When I was growing up I spent many weekends at my Aunt Lindy and Uncle Wayne's house. They had a daughter, Krin, their youngest child, who was four months older than me and we grew up much like sisters. To this day we remain close, although our lives have had divergent paths. She's the mother of a fifteen year old son, twelve year old twin sons and a six year old daughter and has been married fifteen years ... all the while I have been going to college, working, getting married and getting divorced.
This story isn't so much about us, though, as it is about my Aunt Lindy and Uncle Wayne's house.
It is a simple white farmhouse with black trim located on a county road in La Porte County, near Mill Creek. In my mind's eye I can still see the many outbuildings that dotted the two acres the house sits upon and thinking back, some of the best memories of my childhood were here.
It was here I learned to run from chickens after you take their eggs, it was here I learned to ride a gocart and it was here that I played many hours of house/school/life in one of the outbuildings. My earliest memories are of this place, a place I knew as well as my own home, and can actually still picture better than my first home.
Its circle drive, welcoming me back, calls to me at times. Those simple days of mudpies, pigtails and sunshine, running barefoot through the yard and into the nearby corn and soybean fields take me back to kidhood in a minute.
Remembering the big Newfoundland dogs, Daisy and Janey, so big and scary to others and so friendly and sweet to us. Remembering playing tag with my cousin and friends, running until we couldn't breathe. Remembering parties, laughter and whispered conversations through heat vents well past bedtime.

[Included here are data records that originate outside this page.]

//! Client subcommands: ping a device, or hand a proxied socket to another
//! process.

use std::sync::Arc;
use std::time::Instant;

use crate::broker::ConnectionBroker;
use crate::cli::{ConnectArgs, PingArgs};
use crate::common::TunnelConfig;
use crate::direct::DirectRelay;
use crate::discovery::StaticDiscovery;
use crate::error::Result;
use crate::identity::DeviceId;
use crate::protocol::{enter_proxy_mode, ping};

/// Certificate name used by the ping subcommand.
pub const PING_CLIENT_NAME: &str = "tunnelthing-ping";

/// Certificate name used by the connect subcommand.
pub const CONNECT_CLIENT_NAME: &str = "tunnelthing-connect";

type DirectBroker = ConnectionBroker<StaticDiscovery, DirectRelay>;

/// Broker whose discovery knows only `peer_address` for `target`.
fn direct_broker(target: DeviceId, peer_address: &str, config: TunnelConfig) -> DirectBroker {
    let discovery = StaticDiscovery::new().with_entry(target, vec![peer_address.to_string()]);
    ConnectionBroker::new(
        Arc::new(discovery),
        Arc::new(DirectRelay::client(config)),
        config,
    )
}

/// Connects to the device and pings it every interval until Ctrl-C.
///
/// Any failed ping ends the command with that error.
pub async fn run_ping(args: &PingArgs) -> Result<()> {
    let target: DeviceId = args.device_id.parse()?;
    let config = TunnelConfig::default();
    let broker = direct_broker(target, &args.peer_address, config);

    let mut channel = broker.lookup_and_connect(PING_CLIENT_NAME, &target).await?;
    tracing::info!(peer = %channel.peer_id(), "connected");

    let mut ticker = tokio::time::interval(args.interval);
    loop {
        tokio::select! {
            _ = ticker.tick() => {
                let start = Instant::now();
                ping(&mut channel, config.conn_timeout).await?;
                tracing::info!(rtt = ?start.elapsed(), "pong");
            }
            _ = tokio::signal::ctrl_c() => {
                tracing::info!("Received SIGINT, closing channel");
                return channel.close().await;
            }
        }
    }
}

/// Connects to the device, switches to proxy mode and passes the raw socket
/// over the unix socket at descriptor `args.fd`.
#[cfg(unix)]
pub async fn run_connect(args: &ConnectArgs) -> Result<()> {
    use std::os::fd::{AsFd, BorrowedFd};

    let target: DeviceId = args.device_id.parse()?;
    let config = TunnelConfig::default();
    let broker = direct_broker(target, &args.peer_address, config);

    let channel = broker.lookup_and_connect(CONNECT_CLIENT_NAME, &target).await?;
    tracing::info!(peer = %channel.peer_id(), "connected");

    let raw = enter_proxy_mode(channel, config.conn_timeout).await?;
    let socket = raw.into_std()?;

    // SAFETY: the descriptor is inherited from the parent process and stays
    // open for the lifetime of this process.
    let destination = unsafe { BorrowedFd::borrow_raw(args.fd) };
    crate::fdpass::send_fd(destination, socket.as_fd())?;
    tracing::info!(fd = args.fd, "passed tunnel socket");
    Ok(())
}

#[cfg(not(unix))]
pub async fn run_connect(_args: &ConnectArgs) -> Result<()> {
    Err(crate::error::Error::Config(
        "passing sockets between processes requires a unix platform".to_string(),
    ))
}
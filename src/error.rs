//! Error types for tunnelthing.

use std::time::Duration;
use thiserror::Error;

use crate::identity::{DeviceId, IdentityError};
use crate::protocol::ProtocolError;
use crate::tls::TlsError;

/// Exit codes for the command-line entry points.
#[derive(Debug, Clone, Copy, PartialEq, Eq)]
#[repr(i32)]
pub enum ExitCode {
    /// Normal exit
    Success = 0,
    /// Anything not covered below
    Failure = 1,
    /// Discovery returned no address for the device
    NoAddressFound = 10,
    /// Relay, dial or handshake failure after all retries
    ConnectFailed = 11,
    /// Peer failed identity verification
    AuthenticationFailed = 12,
    /// Peer violated the command protocol
    ProtocolError = 20,
}

impl From<ExitCode> for i32 {
    fn from(code: ExitCode) -> Self {
        code as i32
    }
}

/// Main error type for tunnelthing.
#[derive(Debug, Error)]
pub enum Error {
    #[error("invalid device id: {0}")]
    InvalidIdentityFormat(#[from] IdentityError),

    #[error("certificate error: {0}")]
    Certificate(#[from] TlsError),

    #[error("no address found for device {0}")]
    NoAddressFound(DeviceId),

    #[error("relay error: {0}")]
    Relay(String),

    #[error("discovery error: {0}")]
    Discovery(String),

    #[error("TLS handshake failed: {0}")]
    Handshake(std::io::Error),

    #[error("{operation} timed out after {after:?}")]
    Timeout {
        operation: &'static str,
        after: Duration,
    },

    #[error("unexpected peer certificate count: {0}")]
    UnexpectedPeerCertCount(usize),

    #[error("peer id does not match: expected {expected}, got {actual}")]
    PeerIdentityMismatch { expected: DeviceId, actual: DeviceId },

    #[error("protocol error: {0}")]
    Protocol(#[from] ProtocolError),

    #[error("IO error: {0}")]
    Io(#[from] std::io::Error),

    #[error("configuration error: {0}")]
    Config(String),
}

impl Error {
    /// Returns the exit code for this error.
    pub fn exit_code(&self) -> ExitCode {
        match self {
            Error::NoAddressFound(_) => ExitCode::NoAddressFound,
            Error::Relay(_)
            | Error::Discovery(_)
            | Error::Handshake(_)
            | Error::Timeout { .. }
            | Error::Io(_) => ExitCode::ConnectFailed,
            Error::UnexpectedPeerCertCount(_) | Error::PeerIdentityMismatch { .. } => {
                ExitCode::AuthenticationFailed
            }
            Error::Protocol(_) => ExitCode::ProtocolError,
            Error::InvalidIdentityFormat(_) | Error::Certificate(_) | Error::Config(_) => {
                ExitCode::Failure
            }
        }
    }

    /// Whether the error means the peer failed identity verification.
    ///
    /// These are never retried: a second attempt against the same relay
    /// address would meet the same certificate.
    pub fn is_authentication(&self) -> bool {
        matches!(
            self,
            Error::UnexpectedPeerCertCount(_) | Error::PeerIdentityMismatch { .. }
        )
    }
}

/// Result type alias for tunnelthing operations.
pub type Result<T> = std::result::Result<T, Error>;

This is the house where I first played Atari, as my parents didn't believe in video games, sugared cereal or being indoors when it was nice. I had my first bowl of Capt'n Crunch there and after years of only eating Raisin Bran, Cheerios or Chex, it tasted *awful.*
It is also the house where I remember profound sadness, first in kidhood, then as an adult. My Aunt Lindy was killed in a car accident right outside that house, one horrible Thanksgiving morning when I was nine. I can still remember praying for her soul and for my cousins to survive. I remember seeing Krin after the accident and realizing how close it was she came to death and how close I was to losing my best friend.
Twenty-one Novembers later, my Uncle Wayne was killed in a car accident ... quite similar to Aunt Lindy's. Uncle Wayne had been a father figure to me for many years and without his presence, the house was e m p t y. No welcoming "hello there kid!," no big hugs, just an gaping shell of a house that seemed to weep for its residents as much as I did.
I used to drive by the house every time I was home, honking if I saw his car in the drive or heading down to his bar to say hello if he wasn't there. Now as I drive down that county road, whispers of my childhood dreams float in the air ... bringing me back to times long past.
Now that white farmhouse stands alone, outbuildings long gone. I heard recently that there will be an auction of the property, sometime late spring. A part of me died that day ... and a chapter of kidhood will be closed, finally, permanently. I miss those days of laughter in that old white farmhouse. The smell of my aunt's perfume, the bearhugs of my uncle and the carefree days of youth brought to a close with a bang of a gavel.